(Stored items from a collection)
//! services/api/src/web/middleware.rs
//!
//! Authentication middleware for protecting routes.

use axum::{
    extract::{Request, State},
    http::{header, HeaderMap},
    middleware::Next,
    response::Response,
};
use book_catalog_core::{CredentialStore, Principal};
use std::sync::Arc;
use tracing::{debug, warn};

use crate::tokens::TokenService;
use crate::web::error::HttpError;
use crate::web::state::AppState;

/// Pulls the token out of an `Authorization: Bearer <token>` header.
pub fn bearer_token(headers: &HeaderMap) -> Option<&str> {
    let value = headers.get(header::AUTHORIZATION)?.to_str().ok()?;
    let (scheme, token) = value.split_once(' ')?;
    let token = token.trim();
    (scheme.eq_ignore_ascii_case("bearer") && !token.is_empty()).then_some(token)
}

/// Verifies the bearer token and resolves it to a known account.
///
/// Every failure collapses to `HttpError::Unauthorized`.
pub fn authorize(
    tokens: &TokenService,
    accounts: &CredentialStore,
    headers: &HeaderMap,
) -> Result<Principal, HttpError> {
    let token = bearer_token(headers).ok_or(HttpError::Unauthorized)?;
    let claims = tokens.verify_access(token).map_err(|e| {
        warn!("Rejected bearer token: {}", e);
        HttpError::from(e)
    })?;

    let account = accounts.find_by_id(claims.user_id).ok_or_else(|| {
        warn!("Access token for unknown user id {}", claims.user_id);
        HttpError::Unauthorized
    })?;

    debug!("Authenticated {} ({})", account.username, account.role);
    Ok(Principal::from(account))
}

/// Middleware that validates the bearer token and resolves the principal.
///
/// If valid, inserts the `Principal` into request extensions for handlers to use.
/// If invalid or missing, returns 401 Unauthorized with a Bearer challenge.
pub async fn require_auth(
    State(state): State<Arc<AppState>>,
    mut req: Request,
    next: Next,
) -> Result<Response, HttpError> {
    let principal = authorize(&state.tokens, &state.accounts, req.headers())?;
    req.extensions_mut().insert(principal);
    Ok(next.run(req).await)
}

#[cfg(test)]
mod tests {
    use super::*;
    use axum::http::HeaderValue;
    use book_catalog_core::Role;
    use jsonwebtoken::Algorithm;

    use crate::config::TokenSettings;

    fn tokens() -> TokenService {
        TokenService::new(&TokenSettings {
            access_secret: "access-secret".to_string(),
            refresh_secret: "refresh-secret".to_string(),
            algorithm: Algorithm::HS256,
            access_expire_minutes: 15,
            refresh_expire_minutes: 60,
        })
    }

    fn foreign_tokens() -> TokenService {
        TokenService::new(&TokenSettings {
            access_secret: "someone-elses-secret".to_string(),
            refresh_secret: "another-refresh".to_string(),
            algorithm: Algorithm::HS256,
            access_expire_minutes: 15,
            refresh_expire_minutes: 60,
        })
    }

    fn headers_with(value: &str) -> HeaderMap {
        let mut headers = HeaderMap::new();
        headers.insert(header::AUTHORIZATION, HeaderValue::from_str(value).unwrap());
        headers
    }

    #[test]
    fn test_bearer_token_extraction() {
        assert_eq!(bearer_token(&headers_with("Bearer abc")), Some("abc"));
        assert_eq!(bearer_token(&headers_with("bearer abc")), Some("abc"));
        assert_eq!(bearer_token(&headers_with("Basic abc")), None);
        assert_eq!(bearer_token(&headers_with("Bearer ")), None);
        assert_eq!(bearer_token(&HeaderMap::new()), None);
    }

    #[test]
    fn test_authorize_resolves_principal() {
        let tokens = tokens();
        let accounts = CredentialStore::seeded();
        let account = accounts.find_by_id(1).unwrap();
        let token = tokens.issue_access(&Principal::from(account)).unwrap();

        let principal =
            authorize(&tokens, &accounts, &headers_with(&format!("Bearer {token}"))).unwrap();
        assert_eq!(principal.id, 1);
        assert_eq!(principal.role, Role::User);
    }

    #[test]
    fn test_authorize_rejects_unknown_account() {
        let tokens = tokens();
        let accounts = CredentialStore::seeded();
        let ghost = Principal {
            id: 404,
            username: "ghost".to_string(),
            role: Role::Admin,
        };
        let token = tokens.issue_access(&ghost).unwrap();

        let result = authorize(&tokens, &accounts, &headers_with(&format!("Bearer {token}")));
        assert!(matches!(result, Err(HttpError::Unauthorized)));
    }

    #[test]
    fn test_authorize_rejects_refresh_token() {
        let tokens = tokens();
        let accounts = CredentialStore::seeded();
        let token = tokens
            .issue_refresh(&Principal::from(accounts.find_by_id(2).unwrap()))
            .unwrap();

        let result = authorize(&tokens, &accounts, &headers_with(&format!("Bearer {token}")));
        assert!(matches!(result, Err(HttpError::Unauthorized)));
    }

    #[test]
    fn test_authorize_rejects_foreign_signature() {
        let accounts = CredentialStore::seeded();
        let token = foreign_tokens()
            .issue_access(&Principal::from(accounts.find_by_id(1).unwrap()))
            .unwrap();

        let result = authorize(&tokens(), &accounts, &headers_with(&format!("Bearer {token}")));
        assert!(matches!(result, Err(HttpError::Unauthorized)));
    }
}
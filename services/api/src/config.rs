//! services/api/src/config.rs
//!
//! Defines the application's configuration structure and loading logic.
//!
//! All configuration is loaded from environment variables at startup. The `.env`
//! file is used for local development.

use jsonwebtoken::Algorithm;
use std::net::SocketAddr;
use std::path::PathBuf;
use std::str::FromStr;
use tracing::Level;

/// Origins allowed by CORS when `CORS_ORIGINS` is not set.
const DEFAULT_CORS_ORIGINS: [&str; 4] = [
    "http://localhost:5173",
    "http://localhost:3000",
    "http://127.0.0.1:8000",
    "http://127.0.0.1:3000",
];

/// Longest token lifetime accepted, ten years.
pub const MAX_EXPIRE_MINUTES: i64 = 60 * 24 * 365 * 10;

/// A custom error type for configuration loading failures.
#[derive(Debug, thiserror::Error)]
pub enum ConfigError {
    #[error("Missing the environment variable {0}")]
    MissingVar(String),
    #[error("Invalid value for the environment variable {0}: {1}")]
    InvalidValue(String, String),
}

/// Secrets, algorithm and lifetimes for the two token classes.
#[derive(Clone)]
pub struct TokenSettings {
    pub access_secret: String,
    pub refresh_secret: String,
    pub algorithm: Algorithm,
    pub access_expire_minutes: i64,
    pub refresh_expire_minutes: i64,
}

// Secrets stay out of logs.
impl std::fmt::Debug for TokenSettings {
    fn fmt(&self, f: &mut std::fmt::Formatter<'_>) -> std::fmt::Result {
        f.debug_struct("TokenSettings")
            .field("algorithm", &self.algorithm)
            .field("access_expire_minutes", &self.access_expire_minutes)
            .field("refresh_expire_minutes", &self.refresh_expire_minutes)
            .finish_non_exhaustive()
    }
}

/// Holds all configuration loaded from the environment at startup.
#[derive(Clone, Debug)]
pub struct Config {
    pub bind_address: SocketAddr,
    pub log_level: Level,
    pub storage_dir: PathBuf,
    pub accounts_path: Option<PathBuf>,
    pub cors_origins: Vec<String>,
    pub tokens: TokenSettings,
}

impl Config {
    /// Loads configuration from environment variables.
    ///
    /// It will look for a `.env` file in the current directory for development,
    /// but this is skipped in test environments to ensure tests are hermetic.
    pub fn from_env() -> Result<Self, ConfigError> {
        if !cfg!(test) {
            dotenvy::dotenv().ok();
        }
        Self::from_lookup(|key| std::env::var(key).ok())
    }

    /// Builds the configuration from an arbitrary variable source.
    pub fn from_lookup<F>(lookup: F) -> Result<Self, ConfigError>
    where
        F: Fn(&str) -> Option<String>,
    {
        let required = |key: &str| lookup(key).ok_or_else(|| ConfigError::MissingVar(key.to_string()));

        // --- Load Server Settings ---
        let bind_address_str = lookup("BIND_ADDRESS").unwrap_or_else(|| "0.0.0.0:8000".to_string());
        let bind_address = bind_address_str.parse::<SocketAddr>().map_err(|e| {
            ConfigError::InvalidValue("BIND_ADDRESS".to_string(), e.to_string())
        })?;

        let log_level_str = lookup("RUST_LOG").unwrap_or_else(|| "INFO".to_string());
        let log_level = log_level_str.parse::<Level>().map_err(|_| {
            ConfigError::InvalidValue(
                "RUST_LOG".to_string(),
                format!("'{}' is not a valid log level", log_level_str),
            )
        })?;

        let storage_dir = lookup("STORAGE_DIR")
            .map(PathBuf::from)
            .unwrap_or_else(|| PathBuf::from("./db"));
        let accounts_path = lookup("ACCOUNTS_PATH").map(PathBuf::from);

        let cors_origins = match lookup("CORS_ORIGINS") {
            Some(list) => list
                .split(',')
                .map(str::trim)
                .filter(|o| !o.is_empty())
                .map(String::from)
                .collect(),
            None => DEFAULT_CORS_ORIGINS.iter().map(|o| o.to_string()).collect(),
        };

        // --- Load Token Settings (all required) ---
        let access_secret = required("SECRET_KEY")?;
        let refresh_secret = required("REFRESH_SECRET_KEY")?;
        if access_secret.is_empty() {
            return Err(invalid("SECRET_KEY", "must not be empty"));
        }
        if refresh_secret.is_empty() {
            return Err(invalid("REFRESH_SECRET_KEY", "must not be empty"));
        }
        if access_secret == refresh_secret {
            return Err(invalid("REFRESH_SECRET_KEY", "must differ from SECRET_KEY"));
        }

        let algorithm_str = required("ALGORITHM")?;
        let algorithm = Algorithm::from_str(&algorithm_str)
            .map_err(|_| invalid("ALGORITHM", &format!("'{}' is not a known algorithm", algorithm_str)))?;
        if !matches!(algorithm, Algorithm::HS256 | Algorithm::HS384 | Algorithm::HS512) {
            return Err(invalid("ALGORITHM", "only HS256, HS384 and HS512 are supported"));
        }

        let access_expire_minutes = parse_minutes("ACCESS_EXPIRE_MINUTES", &required("ACCESS_EXPIRE_MINUTES")?)?;
        let refresh_expire_minutes =
            parse_minutes("REFRESH_EXPIRE_MINUTES", &required("REFRESH_EXPIRE_MINUTES")?)?;

        Ok(Self {
            bind_address,
            log_level,
            storage_dir,
            accounts_path,
            cors_origins,
            tokens: TokenSettings {
                access_secret,
                refresh_secret,
                algorithm,
                access_expire_minutes,
                refresh_expire_minutes,
            },
        })
    }
}

fn invalid(key: &str, reason: &str) -> ConfigError {
    ConfigError::InvalidValue(key.to_string(), reason.to_string())
}

fn parse_minutes(key: &str, value: &str) -> Result<i64, ConfigError> {
    match value.trim().parse::<i64>() {
        Ok(minutes) if minutes > MAX_EXPIRE_MINUTES => Err(invalid(
            key,
            &format!("{} minutes exceeds the maximum of {}", minutes, MAX_EXPIRE_MINUTES),
        )),
        Ok(minutes) if minutes > 0 => Ok(minutes),
        _ => Err(invalid(key, &format!("'{}' is not a positive number of minutes", value))),
    }
}
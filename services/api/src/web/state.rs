//! services/api/src/web/state.rs
//!
//! Defines the application's shared state.

use book_catalog_core::ports::RecordStore;
use book_catalog_core::{CatalogService, CredentialStore};
use std::sync::Arc;

use crate::adapters::{load_credentials, CsvRecordStore};
use crate::config::Config;
use crate::error::ApiError;
use crate::tokens::TokenService;

//=========================================================================================
// AppState (Shared Across All Requests)
//=========================================================================================

/// The shared application state, created once at startup and passed to all handlers.
///
/// Nothing here is mutated after construction; the record store does its own
/// locking.
#[derive(Clone)]
pub struct AppState {
    pub config: Arc<Config>,
    pub accounts: Arc<CredentialStore>,
    pub tokens: Arc<TokenService>,
    pub catalog: CatalogService,
}

impl AppState {
    /// Wires the CSV store, the credential table and the token service from config.
    pub fn from_config(config: Arc<Config>) -> Result<Self, ApiError> {
        let accounts = load_credentials(config.accounts_path.as_deref())?;
        let store: Arc<dyn RecordStore> = Arc::new(CsvRecordStore::new(config.storage_dir.clone()));
        Ok(Self::new(config, accounts, store))
    }

    pub fn new(config: Arc<Config>, accounts: CredentialStore, store: Arc<dyn RecordStore>) -> Self {
        Self {
            tokens: Arc::new(TokenService::new(&config.tokens)),
            accounts: Arc::new(accounts),
            catalog: CatalogService::new(store),
            config,
        }
    }
}
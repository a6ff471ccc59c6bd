//! crates/book_catalog_core/src/ports.rs
//!
//! Defines the service contracts (traits) for the catalog's core logic.
//! These traits form the boundary of the hexagonal architecture, allowing the core
//! to be independent of the concrete storage backend.

use async_trait::async_trait;

use crate::domain::{BookRecord, Partition, ValidationError};

//=========================================================================================
// Generic Port Error and Result Types
//=========================================================================================

/// A generic error type for all port operations.
#[derive(Debug, thiserror::Error)]
pub enum PortError {
    #[error("Item not found: {0}")]
    NotFound(String),
    #[error("Forbidden: {0}")]
    Forbidden(String),
    #[error("Invalid input: {0}")]
    Invalid(String),
    #[error("Unauthorized")]
    Unauthorized,
    #[error("An unexpected error occurred: {0}")]
    Unexpected(String),
}

impl From<ValidationError> for PortError {
    fn from(err: ValidationError) -> Self {
        PortError::Invalid(err.to_string())
    }
}

/// A convenience type alias for `Result<T, PortError>`.
pub type PortResult<T> = Result<T, PortError>;

//=========================================================================================
// Service Ports (Traits)
//=========================================================================================

/// Persistent, ordered storage of books, one sequence per partition.
///
/// Implementations must serialise writers to the same partition; readers see
/// either the state before or after a completed write.
#[async_trait]
pub trait RecordStore: Send + Sync {
    /// Returns every record of the partition in stored order.
    async fn list(&self, partition: Partition) -> PortResult<Vec<BookRecord>>;

    /// Validates and appends a record, creating the partition if needed.
    async fn append(&self, partition: Partition, record: &BookRecord) -> PortResult<()>;

    /// Removes every record whose name matches case-insensitively.
    ///
    /// Returns the number of removed records, or `NotFound` when none matched.
    async fn delete(&self, partition: Partition, name: &str) -> PortResult<usize>;
}
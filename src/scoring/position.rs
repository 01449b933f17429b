//! Position-based scoring channel.
//!
//! Two bonuses per sentence: an absolute bonus looked up by the global
//! sentence counter (only the first few sentences of the whole article
//! carry one), and a container-relative bonus looked up by the sentence's
//! 1-based position within its paragraph. Article paragraphs reward
//! positions 1–3 with decreasing weight; subchapter paragraphs reward
//! only position 2.

use crate::config::SummarizerConfig;
use crate::scoring::ScoreRecord;
use crate::types::ContainerKind;

/// Scores sentences by position. Owns the global sentence counter for one
/// document; construct a fresh scorer per document.
#[derive(Debug)]
pub struct PositionScorer<'a> {
    config: &'a SummarizerConfig,
    /// Incremented once per sentence across the whole document, never
    /// reset mid-document.
    global_position: usize,
}

impl<'a> PositionScorer<'a> {
    pub fn new(config: &'a SummarizerConfig) -> Self {
        Self {
            config,
            global_position: 0,
        }
    }

    /// Score one sentence. `local_position` is 1-based within the
    /// immediate paragraph; the local counter resets at every paragraph,
    /// the global counter does not.
    pub fn score(&mut self, record: &mut ScoreRecord, local_position: usize, kind: ContainerKind) {
        self.global_position += 1;

        record.position_score += self
            .config
            .absolute_position_weights
            .get(&self.global_position)
            .copied()
            .unwrap_or(0.0);

        record.position_score += self
            .config
            .position_weights(kind)
            .get(&local_position)
            .copied()
            .unwrap_or(0.0);
    }

    /// Total sentences scored so far.
    pub fn sentences_seen(&self) -> usize {
        self.global_position
    }
}
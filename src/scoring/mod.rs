//! Scoring channels and per-sentence score state.
//!
//! Each sentence accumulates three raw channels (position, format,
//! frequency) plus an optional meaning score during the pipeline passes.
//! The channels are normalized to comparable percentages and combined into
//! a single total before selection.

pub mod combine;
pub mod format;
pub mod frequency;
pub mod normalize;
pub mod position;
pub mod semantic;

pub use combine::ScoreCombiner;
pub use format::FormatScorer;
pub use frequency::{FrequencyScorer, LemmaFrequencyTable, LemmaWeights};
pub use normalize::ScoreNormalizer;
pub use position::PositionScorer;
pub use semantic::{MeaningScorer, NeutralMeaning};

/// Mutable score state for one sentence.
///
/// Records are keyed by the sentence's document-order index, so sentences
/// with identical text score independently.
#[derive(Debug, Clone, PartialEq)]
pub struct ScoreRecord {
    pub word_count: usize,
    pub position_score: f64,
    pub format_score: f64,
    pub frequency_score: f64,
    pub meaning_score: f64,
    pub total_score: f64,
}

impl Default for ScoreRecord {
    fn default() -> Self {
        Self {
            word_count: 0,
            position_score: 0.0,
            format_score: 0.0,
            frequency_score: 0.0,
            // Neutral: an absent meaning scorer leaves totals unchanged.
            meaning_score: 1.0,
            total_score: 0.0,
        }
    }
}

/// One sentence with its score state, held in document order by the
/// per-document context.
#[derive(Debug, Clone, PartialEq)]
pub struct ScoredSentence {
    pub text: String,
    /// Lowercased lemmas of the sentence.
    pub lemmas: Vec<String>,
    pub record: ScoreRecord,
}

/// Round to a fixed number of decimal digits, half away from zero.
pub(crate) fn round_to(value: f64, digits: i32) -> f64 {
    let factor = 10f64.powi(digits);
    (value * factor).round() / factor
}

» BRIEF: One number is all the reply should hold: how many lines in these records include the word "InvalidValue".

» SOLUTION TO THE EXERCISE: 4